(Stored data)
-*-*-

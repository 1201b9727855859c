//! Plain-text rendering of movie listings, details and favorites

use crate::data::{poster_url, Genre, Movie, MovieDetails, MoviePage, BACKDROP_SIZE};

/// Number of cast members shown in the details view
pub const TOP_CAST: usize = 12;

/// Formats a number with comma thousands separators (1234567 -> "1,234,567")
pub fn format_number(n: u64) -> String {
    let digits = n.to_string();
    let mut out = String::with_capacity(digits.len() + digits.len() / 3);
    for (i, c) in digits.chars().enumerate() {
        if i > 0 && (digits.len() - i) % 3 == 0 {
            out.push(',');
        }
        out.push(c);
    }
    out
}

fn year_or_dash(year: Option<&str>) -> &str {
    year.unwrap_or("—")
}

fn rating(vote_average: Option<f64>) -> String {
    vote_average
        .map(|v| format!("{:.1}", v))
        .unwrap_or_else(|| "N/A".to_string())
}

/// One-line summary: `[★] #id Title (YYYY) • ⭐ 7.3`
pub fn movie_line(movie: &Movie, is_favorite: bool) -> String {
    format!(
        "{} #{} {} ({}) • ⭐ {}",
        if is_favorite { "★" } else { " " },
        movie.id,
        movie.title,
        year_or_dash(movie.year()),
        rating(movie.vote_average)
    )
}

/// Renders a result page, marking movies for which `is_favorite` holds
pub fn render_page(page: &MoviePage, is_favorite: impl Fn(u64) -> bool) -> String {
    let mut lines: Vec<String> = page
        .results
        .iter()
        .map(|m| movie_line(m, is_favorite(m.id)))
        .collect();

    if lines.is_empty() {
        lines.push("No movies found.".to_string());
    }
    lines.push(format!("Page {} of {}", page.page, page.total_pages.max(1)));
    lines.join("\n")
}

/// Renders the details view of a movie
pub fn render_details(details: &MovieDetails, is_favorite: bool) -> String {
    let mut lines = vec![format!(
        "{} ({}){}",
        details.title,
        year_or_dash(details.year()),
        if is_favorite { " ★" } else { "" }
    )];

    if let Some(tagline) = details.tagline.as_deref().filter(|t| !t.is_empty()) {
        lines.push(tagline.to_string());
    }
    if let Some(overview) = details.overview.as_deref().filter(|o| !o.is_empty()) {
        lines.push(String::new());
        lines.push(overview.to_string());
    }

    lines.push(String::new());
    lines.push(format!(
        "Runtime: {}",
        details
            .runtime
            .map(|r| format!("{} min", r))
            .unwrap_or_else(|| "—".to_string())
    ));
    lines.push(format!("Genres: {}", genre_names(&details.genres)));
    lines.push(format!(
        "Revenue: {}",
        details
            .revenue
            .filter(|r| *r > 0)
            .map(|r| format!("${}", format_number(r)))
            .unwrap_or_else(|| "—".to_string())
    ));
    lines.push(format!("Rating: {}", rating(details.vote_average)));

    if let Some(poster) = poster_url(details.poster_path.as_deref(), BACKDROP_SIZE) {
        lines.push(format!("Poster: {}", poster));
    }

    let cast = details.top_cast(TOP_CAST);
    if !cast.is_empty() {
        lines.push(String::new());
        lines.push("Top cast:".to_string());
        for member in cast {
            match member.character.as_deref().filter(|c| !c.is_empty()) {
                Some(character) => lines.push(format!("  {} as {}", member.name, character)),
                None => lines.push(format!("  {}", member.name)),
            }
        }
    }

    if let Some(url) = details.trailer().and_then(|v| v.youtube_url()) {
        lines.push(String::new());
        lines.push(format!("Trailer: {}", url));
    }

    lines.join("\n")
}

fn genre_names(genres: &[Genre]) -> String {
    if genres.is_empty() {
        return "—".to_string();
    }
    genres
        .iter()
        .map(|g| g.name.as_str())
        .collect::<Vec<_>>()
        .join(", ")
}

/// Renders the genre list as `id  name` lines
pub fn render_genres(genres: &[Genre]) -> String {
    genres
        .iter()
        .map(|g| format!("{:>6}  {}", g.id, g.name))
        .collect::<Vec<_>>()
        .join("\n")
}

/// Renders the favorites list
pub fn render_favorites<'a>(movies: impl IntoIterator<Item = &'a Movie>) -> String {
    let lines: Vec<String> = movies.into_iter().map(|m| movie_line(m, true)).collect();
    if lines.is_empty() {
        return "No favorites yet.".to_string();
    }
    lines.join("\n")
}
//! Response cache with lazy TTL expiry
//!
//! Provides a `ResponseCache` that stores decoded API responses in a
//! key-value storage, stamped with the time they were written. Entries older
//! than the TTL are evicted when they are read; there is no background sweep.

use std::time::Duration;

use chrono::Utc;
use serde::{Deserialize, Serialize};
use serde_json::Value;
use tracing::debug;

use super::storage::{KvStorage, StorageError};

/// Namespace prepended to every key this cache writes
pub const DEFAULT_NAMESPACE: &str = "moviex_cache_v1:";

/// Default time-to-live for cached responses (one hour)
pub const DEFAULT_TTL: Duration = Duration::from_secs(60 * 60);

/// Persisted form of a cache entry
#[derive(Debug, Serialize, Deserialize)]
struct CacheEntry {
    /// When the entry was written, in epoch milliseconds
    ts: i64,
    /// The decoded response body
    value: Value,
}

/// Source of the current time in epoch milliseconds
pub trait Clock: Send + Sync {
    fn now_millis(&self) -> i64;
}

/// Wall-clock time
#[derive(Debug, Clone, Copy, Default)]
pub struct SystemClock;

impl Clock for SystemClock {
    fn now_millis(&self) -> i64 {
        Utc::now().timestamp_millis()
    }
}

/// Caches JSON responses by request key
///
/// Storage failures never escape: a failed read is a miss and a failed write
/// leaves the cache unchanged. Caching is an optimization only.
pub struct ResponseCache {
    storage: Box<dyn KvStorage>,
    namespace: String,
    ttl: Duration,
    clock: Box<dyn Clock>,
}

impl std::fmt::Debug for ResponseCache {
    fn fmt(&self, f: &mut std::fmt::Formatter<'_>) -> std::fmt::Result {
        f.debug_struct("ResponseCache")
            .field("namespace", &self.namespace)
            .field("ttl", &self.ttl)
            .finish_non_exhaustive()
    }
}

impl ResponseCache {
    /// Creates a cache over `storage` with the given TTL
    pub fn new(storage: impl KvStorage + 'static, ttl: Duration) -> Self {
        Self {
            storage: Box::new(storage),
            namespace: DEFAULT_NAMESPACE.to_string(),
            ttl,
            clock: Box::new(SystemClock),
        }
    }

    /// Replaces the clock used to stamp and age entries
    pub fn with_clock(mut self, clock: impl Clock + 'static) -> Self {
        self.clock = Box::new(clock);
        self
    }

    /// Replaces the key namespace
    pub fn with_namespace(mut self, namespace: impl Into<String>) -> Self {
        self.namespace = namespace.into();
        self
    }

    /// Returns the configured time-to-live
    pub fn ttl(&self) -> Duration {
        self.ttl
    }

    fn storage_key(&self, key: &str) -> String {
        format!("{}{}", self.namespace, key)
    }

    /// Returns the cached value for `key` if it is no older than the TTL
    ///
    /// A stale entry is removed as a side effect. An entry stamped later than
    /// the current time (the clock went backwards) is stale too.
    pub fn get(&self, key: &str) -> Option<Value> {
        match self.try_get(key) {
            Ok(value) => value,
            Err(e) => {
                debug!(key, error = %e, "cache read failed, treating as miss");
                None
            }
        }
    }

    /// Stores `value` under `key`, stamped with the current time
    pub fn set(&self, key: &str, value: &Value) {
        if let Err(e) = self.try_set(key, value) {
            debug!(key, error = %e, "cache write failed, skipping");
        }
    }

    /// Removes every entry in this cache's namespace
    pub fn clear(&self) {
        if let Err(e) = self.try_clear() {
            debug!(error = %e, "cache clear failed");
        }
    }

    /// Number of entries in this cache's namespace, fresh or stale
    pub fn len(&self) -> usize {
        self.owned_keys().map(|keys| keys.len()).unwrap_or(0)
    }

    pub fn is_empty(&self) -> bool {
        self.len() == 0
    }

    fn try_get(&self, key: &str) -> Result<Option<Value>, StorageError> {
        let storage_key = self.storage_key(key);
        let Some(raw) = self.storage.get_item(&storage_key)? else {
            return Ok(None);
        };

        let entry: CacheEntry = match serde_json::from_str(&raw) {
            Ok(entry) => entry,
            Err(e) => {
                debug!(key, error = %e, "unreadable cache entry");
                return Ok(None);
            }
        };

        let age_millis = self.clock.now_millis() - entry.ts;
        if age_millis < 0 || age_millis > self.ttl_millis() {
            debug!(key, age_millis, "evicting expired cache entry");
            self.storage.remove_item(&storage_key)?;
            return Ok(None);
        }

        Ok(Some(entry.value))
    }

    fn try_set(&self, key: &str, value: &Value) -> Result<(), StorageError> {
        let entry = CacheEntry {
            ts: self.clock.now_millis(),
            value: value.clone(),
        };
        let json = serde_json::to_string(&entry)
            .map_err(|e| StorageError::Unavailable(e.to_string()))?;

        self.storage.set_item(&self.storage_key(key), &json)
    }

    fn try_clear(&self) -> Result<(), StorageError> {
        for key in self.owned_keys()? {
            self.storage.remove_item(&key)?;
        }
        Ok(())
    }

    fn owned_keys(&self) -> Result<Vec<String>, StorageError> {
        Ok(self
            .storage
            .keys()?
            .into_iter()
            .filter(|k| k.starts_with(&self.namespace))
            .collect())
    }

    fn ttl_millis(&self) -> i64 {
        i64::try_from(self.ttl.as_millis()).unwrap_or(i64::MAX)
    }
}
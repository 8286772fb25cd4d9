//! In-memory driver: booth lines in, center and booth rows out
//!
//! The driver owns the ordering contract of [`crate::ward::WardGroups`]: input
//! lines are sorted before grouping, or (with `sort_input = false`) checked
//! for contiguity so that a ward is never silently split in two.

use std::collections::HashSet;
use std::io::Write;

use serde::Serialize;
use tracing::{debug, info, warn};

use crate::config::{PipelineConfig, PollcenterConfig};
use crate::error::{PollError, Result};
use crate::record::{BoothRecord, NormalizedBooth, PollingBooth, PollingCenter};
use crate::resolve::CenterResolver;
use crate::ward::group_by_ward;

/// Accumulated rows of a pipeline run
#[derive(Debug, Clone, Default, PartialEq, Eq)]
pub struct PipelineOutput {
    pub centers: Vec<PollingCenter>,
    pub booths: Vec<PollingBooth>,
    /// Number of wards resolved
    pub wards: usize,
    /// Wards dropped under `skip_failed_wards`
    pub skipped_wards: Vec<String>,
}

impl PipelineOutput {
    /// Write both row streams as tab-separated lines
    pub fn write<C: Write, B: Write>(&self, centers: C, booths: B) -> Result<()> {
        write_rows(centers, &self.centers)?;
        write_rows(booths, &self.booths)
    }
}

pub struct Pipeline {
    resolver: CenterResolver,
    config: PipelineConfig,
}

impl Pipeline {
    pub fn new(config: &PollcenterConfig) -> Result<Self> {
        Ok(Self {
            resolver: CenterResolver::new(config)?,
            config: config.pipeline.clone(),
        })
    }

    /// Derive centers from raw booth lines
    pub fn run<I, S>(&self, lines: I) -> Result<PipelineOutput>
    where
        I: IntoIterator<Item = S>,
        S: AsRef<str>,
    {
        let records = self.prepare(lines)?;
        self.run_records(records)
    }

    /// Derive centers from records already in ward order
    pub fn run_records(&self, records: Vec<BoothRecord>) -> Result<PipelineOutput> {
        let mut output = PipelineOutput::default();

        for (ward_key, group) in group_by_ward(records) {
            match self.resolver.resolve(&ward_key, &group) {
                Ok(resolution) => {
                    output.centers.extend(resolution.centers);
                    output.booths.extend(resolution.booths);
                    output.wards += 1;
                }
                Err(e) if self.config.skip_failed_wards => {
                    warn!("Skipping ward {} ({} booths): {}", ward_key, group.len(), e);
                    output.skipped_wards.push(ward_key);
                }
                Err(e) => return Err(e),
            }
        }

        info!(
            "Pipeline finished - wards={}, centers={}, booths={}, skipped={}",
            output.wards,
            output.centers.len(),
            output.booths.len(),
            output.skipped_wards.len()
        );

        Ok(output)
    }

    /// Normalize booth names only, without deriving centers
    pub fn normalize_names<I, S>(&self, lines: I) -> Result<Vec<NormalizedBooth>>
    where
        I: IntoIterator<Item = S>,
        S: AsRef<str>,
    {
        let records = self.prepare(lines)?;
        Ok(self.resolver.normalizer().normalize_booths(&records))
    }

    /// Parse lines and bring them into ward order
    pub fn prepare<I, S>(&self, lines: I) -> Result<Vec<BoothRecord>>
    where
        I: IntoIterator<Item = S>,
        S: AsRef<str>,
    {
        let mut lines: Vec<String> = lines
            .into_iter()
            .map(|l| l.as_ref().trim().to_string())
            .filter(|l| !l.is_empty())
            .collect();

        if self.config.sort_input {
            lines.sort();
        }

        let records = lines
            .iter()
            .map(|l| BoothRecord::parse_line(l))
            .collect::<Result<Vec<_>>>()?;

        if !self.config.sort_input {
            ensure_grouped(&records)?;
        }

        debug!("Prepared {} booth records", records.len());
        Ok(records)
    }
}

/// Fail if any ward key appears in more than one contiguous run
pub fn ensure_grouped(records: &[BoothRecord]) -> Result<()> {
    let mut finished: HashSet<&str> = HashSet::new();

    for pair in records.windows(2) {
        let (prev, next) = (&pair[0], &pair[1]);
        if prev.ward_key != next.ward_key {
            finished.insert(&prev.ward_key);
            if finished.contains(next.ward_key.as_str()) {
                return Err(PollError::UnsortedInput(next.ward_key.clone()));
            }
        }
    }

    Ok(())
}

/// Write rows as tab-separated, newline-terminated lines with no header or quoting
pub fn write_rows<W: Write, T: Serialize>(writer: W, rows: &[T]) -> Result<()> {
    let mut writer = csv::WriterBuilder::new()
        .delimiter(b'\t')
        .has_headers(false)
        .quote_style(csv::QuoteStyle::Never)
        .terminator(csv::Terminator::Any(b'\n'))
        .from_writer(writer);

    for row in rows {
        writer.serialize(row)?;
    }
    writer.flush()?;
    Ok(())
}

-*-*-

YOUR ASSIGNMENT:
Repeat exactly the lines above, starting with the first line of the records and finishing with the line holding "for (i, c) in". Add no other line.

EXERCISE RESPONSE:
repository 1201b9727855859c
//! Plain-text rendering of movie listings, details and favorites

use crate::data::{poster_url, Genre, Movie, MovieDetails, MoviePage, BACKDROP_SIZE};

/// Number of cast members shown in the details view
pub const TOP_CAST: usize = 12;

/// Formats a number with comma thousands separators (1234567 -> "1,234,567")
pub fn format_number(n: u64) -> String {
    let digits = n.to_string();
    let mut out = String::with_capacity(digits.len() + digits.len() / 3);
    for (i, c) in digits.chars().enumerate() {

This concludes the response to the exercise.